Running Experiments from the Paper
enwik8
Model | Params | Valid | Test |
---|---|---|---|
Feedback Transformer | 77M | 0.984 | 0.962 |
Numbers are Bits-Per-Character
bash experiments/feedback/enwik8.sh
Algorithmic
Model | 3 Variable | 5 Variable |
---|---|---|
Transformer | 33.7 | 37.5 |
Feedback Transformer | 99.1 | 92.6 |
Numbers are % Accuracy on Test
bash experiments/feedback/algorithmic_3var.sh
bash experiments/feedback/algorithmic_5var.sh
Expire-Span
Introduced in Not All Memories are Created Equal: Learning to Expire.

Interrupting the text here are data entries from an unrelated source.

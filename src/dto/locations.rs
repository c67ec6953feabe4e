use serde::Serialize;

use crate::domain::space::Location;

/// A location suggestion shown in the autocomplete dropdown.
#[derive(Debug, Clone, Serialize, PartialEq)]
pub struct LocationSuggestion {
    pub id: i32,
    pub city: String,
    pub area: String,
    pub label: String,
}

impl From<Location> for LocationSuggestion {
    fn from(value: Location) -> Self {
        let label = value.label();
        Self {
            id: value.id.get(),
            city: value.city,
            area: value.area,
            label,
        }
    }
}
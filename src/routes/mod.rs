use actix_web::HttpResponse;
use serde::Serialize;

use crate::services::ServiceError;

pub mod booking;
pub mod filter;

/// Failure envelope shared by every endpoint. `debug` carries storage detail
/// in debug builds only; production responses stay generic.
#[derive(Serialize)]
pub struct ApiFailure {
    pub success: bool,
    pub message: String,
    #[serde(skip_serializing_if = "Option::is_none")]
    pub debug: Option<String>,
}

impl ApiFailure {
    fn new(message: String, debug: Option<String>) -> Self {
        Self {
            success: false,
            message,
            debug,
        }
    }
}

/// Map a service error to its HTTP status and failure envelope.
pub fn error_response(err: ServiceError) -> HttpResponse {
    let message = err.to_string();
    match err {
        ServiceError::Validation(_) => {
            HttpResponse::UnprocessableEntity().json(ApiFailure::new(message, None))
        }
        ServiceError::SlotUnavailable => {
            HttpResponse::Conflict().json(ApiFailure::new(message, None))
        }
        ServiceError::Persistence(detail) => {
            let debug = cfg!(debug_assertions).then_some(detail);
            HttpResponse::InternalServerError().json(ApiFailure::new(message, debug))
        }
        ServiceError::Pricing | ServiceError::Internal => HttpResponse::InternalServerError()
            .json(ApiFailure::new(
                "Unable to complete your booking. Please try again.".to_string(),
                None,
            )),
    }
}
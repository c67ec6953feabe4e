use chrono::{Local, NaiveDate, NaiveTime};
use serde::Deserialize;
use thiserror::Error;

use crate::domain::availability::Slot;
use crate::domain::types::{LocationId, PeopleCount};

/// Raw filter form as posted by the search panel. Empty strings are treated
/// as absent, matching HTML form submission behaviour.
#[derive(Debug, Deserialize)]
pub struct FilterSpacesForm {
    #[serde(default)]
    pub space_type: String,
    #[serde(default)]
    pub date: String,
    #[serde(default)]
    pub start_time: String,
    #[serde(default)]
    pub end_time: String,
    #[serde(default)]
    pub people: Option<i32>,
    #[serde(default)]
    pub location_id: Option<i32>,
    #[serde(default)]
    pub location_term: String,
}

/// Location filter resolved from the form; an explicit id wins over a
/// free-text term.
#[derive(Debug, Clone, PartialEq, Eq)]
pub enum LocationFilter {
    Id(LocationId),
    Term(String),
}

/// Validated filter parameters.
#[derive(Debug, Clone, PartialEq)]
pub struct FilterSpacesPayload {
    pub space_type: Option<String>,
    pub date: Option<NaiveDate>,
    pub start_time: Option<NaiveTime>,
    pub end_time: Option<NaiveTime>,
    pub people: PeopleCount,
    pub location: Option<LocationFilter>,
}

impl FilterSpacesPayload {
    /// The requested slot, present only when date and both times were given.
    pub fn slot(&self) -> Option<Slot> {
        match (self.date, self.start_time, self.end_time) {
            (Some(date), Some(start), Some(end)) => Slot::new(date, start, end).ok(),
            _ => None,
        }
    }
}

#[derive(Debug, Error, PartialEq, Eq)]
pub enum FilterSpacesFormError {
    #[error("Please choose a valid date.")]
    InvalidDate,
    #[error("Please enter valid time values.")]
    InvalidTime,
    #[error("Time until must be later than time from.")]
    InvalidTimeRange,
}

fn parse_time(value: &str) -> Result<NaiveTime, FilterSpacesFormError> {
    NaiveTime::parse_from_str(value, "%H:%M").map_err(|_| FilterSpacesFormError::InvalidTime)
}

impl TryFrom<FilterSpacesForm> for FilterSpacesPayload {
    type Error = FilterSpacesFormError;

    fn try_from(form: FilterSpacesForm) -> Result<Self, Self::Error> {
        let space_type = match form.space_type.trim() {
            "" => None,
            slug => Some(slug.to_string()),
        };

        let date = match form.date.trim() {
            "" => None,
            value => {
                let date = NaiveDate::parse_from_str(value, "%Y-%m-%d")
                    .map_err(|_| FilterSpacesFormError::InvalidDate)?;
                if date < Local::now().date_naive() {
                    return Err(FilterSpacesFormError::InvalidDate);
                }
                Some(date)
            }
        };

        let start_time = match form.start_time.trim() {
            "" => None,
            value => Some(parse_time(value)?),
        };
        let end_time = match form.end_time.trim() {
            "" => None,
            value => Some(parse_time(value)?),
        };

        if let (Some(start), Some(end)) = (start_time, end_time)
            && start >= end
        {
            return Err(FilterSpacesFormError::InvalidTimeRange);
        }

        let location = match form.location_id.and_then(|id| LocationId::new(id).ok()) {
            Some(id) => Some(LocationFilter::Id(id)),
            None => match form.location_term.trim() {
                "" => None,
                term => Some(LocationFilter::Term(term.to_string())),
            },
        };

        Ok(Self {
            space_type,
            date,
            start_time,
            end_time,
            people: PeopleCount::floor_one(form.people.unwrap_or(1)),
            location,
        })
    }
}

/// Query parameters for the location suggestion endpoint.
#[derive(Debug, Deserialize)]
pub struct SuggestLocationsQuery {
    #[serde(default)]
    pub term: String,
}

Running Experiments from the Paper
enwik8
Model | Params | Valid | Test |
---|---|---|---|
Expire-Span 12L | 38M | 1.014 | 0.994 |
Numbers are Bits-Per-Character
bash experiments/expire_span/enwik8.sh
Object Collision
Model | Maximum Span | Test Error (%) |
---|---|---|
Expire-Span | 16k | 52.2 |
Expire-Span | 32k | 36.7 |
Expire-Span | 64k | 26.7 |
bash experiments/expire_span/object_collision_16k.sh
bash experiments/expire_span/object_collision_32k.sh
bash experiments/expire_span/object_collision_64k.sh
Staircase
Introduced in Staircase Attention for Recurrent Processing of Sequences. Note this algorithmic task in this repo is slightly different from what was used in the paper, while the number might not exactly match, it does show the same trend as in the paper. And the model implementation / hyperparameter remains the same.
Running Experiments from the Paper
Algorithmic
Model | Test |
---|---|
Transformer | 58.44% |
Staircase Transformer | 3.6% |
Numbers are % error rate on Test
bash experiments/staircase/algorithmic_3var.sh
License
The code is licensed under CC-BY-NC license. See the LICENSE file for more details.